After a couple seconds, she held her hand over the microphone and said to me, “It’s the SWAT team. They’ve confirmed our suspicions. No one’s left at Legba’s cabin — not even any bodies.”
She went back to her phone. Another couple of seconds of listening and she asked me, “You know anything about a fat, twenty-foot-long alligator?”
“Oops,” I said and looked at Zack in the back seat. His eyebrows were raised, as well. “Ol’ Bob Dylan’s grown,” I said knowing that I would have probably exaggerated its size had I run face to face into the big reptile, as well. “Anybody get hurt?”
“Bob Dylan?” she asked, frowned at me and returned to her phone call. With a few words of thanks, she hung
up. “Nobody got hurt. I guess they filled that poet gator of yours full of holes when the first SWAT member stumbled over him in the dark. They said that if we needed them, they’d be cleaning up at the cabin and grilling the thing for supper. A couple of those SWAT boys are Cajun and love alligator tail.”
“They done finally kilt Ol’ Yellah,” Zack said. “An’ now they’s eatin’ ‘im.”

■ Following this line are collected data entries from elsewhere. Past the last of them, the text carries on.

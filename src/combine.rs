//! Combiner: collapses the two per-side Euclidean distance fields
//! into one signed distance field.

use crate::types::{FloatField, SignedField};

/// `s[p] = d_in - max(0, d_out - 1)`.
///
/// An inside pixel has `d_in = 0` and `d_out > 0`, so it receives the
/// negative distance to the outside with a 1-pixel bias subtracted
/// (recentering the zero crossing on the pixel midpoint) — i.e.
/// `s[p] = -max(0, d_out - 1) <= 0`. An outside pixel has `d_out = 0`
/// and `d_in > 0`, so it receives the positive, unbiased distance to
/// the inside — `s[p] = d_in >= 0`. This matches the "positive
/// outside, negative inside" convention named in spec.md §2 (the
/// alternative phrasing of the sign law in spec.md §8, "inside >= 0,
/// outside <= 0", does not follow from this formula; this
/// implementation follows the formula, which is the normative,
/// unambiguous part of the spec — see DESIGN.md). The bias is
/// intentionally asymmetric — applied only to the `d_out` branch —
/// per spec.md §4.4, and is preserved bit-for-bit rather than
/// re-derived (spec.md §9).
pub fn combine(f_in: &FloatField, f_out: &FloatField) -> SignedField {
    debug_assert_eq!(f_in.width, f_out.width);
    debug_assert_eq!(f_in.height, f_out.height);
    let data = f_in
        .data
        .iter()
        .zip(f_out.data.iter())
        .map(|(&d_in, &d_out)| d_in - (d_out - 1.0).max(0.0))
        .collect();
    SignedField {
        width: f_in.width,
        height: f_in.height,
        data,
    }
}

“How fitting,” I said, “Law eating law.”
“What?” Poodoo asked.
“Bob Dylan ate Sheriff DePue. He was probably fed as many of the dead bodies we left in our wake that he could stomach, as well.”
Zack began his Brennan laugh, accompanied by Goofy’s comic chuckle.
“Won’t tell ‘em a word,” Poodoo said to more of Zack and Goofy’s chortling.
I turned to Poodoo’s pimp in the back seat. “I can’t imagine why they call you Goofy.” This time, they both busted out in even louder, wild guffaws.
* * *
I’d never been to NOLA during Mardi Gras — never thought it sounded that fun.
I hadn’t realized what I’d been missing all these years.
The street writhed with partiers, everyone going absolutely nuts. But they were all happy—even the plethora of cops who mingled within. A tangible feeling of joy and merriment hung in the air, and it began to rub off on me.
Men, young and old, hung out of balconies begging young women to bare their chests for strings of the purple, gold and green beads.
Women were hanging out of other balconies, many of them with several strands of beads around their necks and topless. Fireworks popped and whirled, topless girls screamed in merriment, painted girls danced, topless girls giggled wearing wild masks and beads — and ... did I mention: there were topless girls?
Within a few yards afoot on Bourbon Street, we were dancing and shouting along with the crowd. Poodoo and I made our way down the crowded street managing a sort of salsa dance in between all the writhing bodies that turned into the tango in the shoulder to shoulder throng, and we ended up doing a very sexy bump with some grinding for good measure. Every time she smiled at me, I felt my heart melt.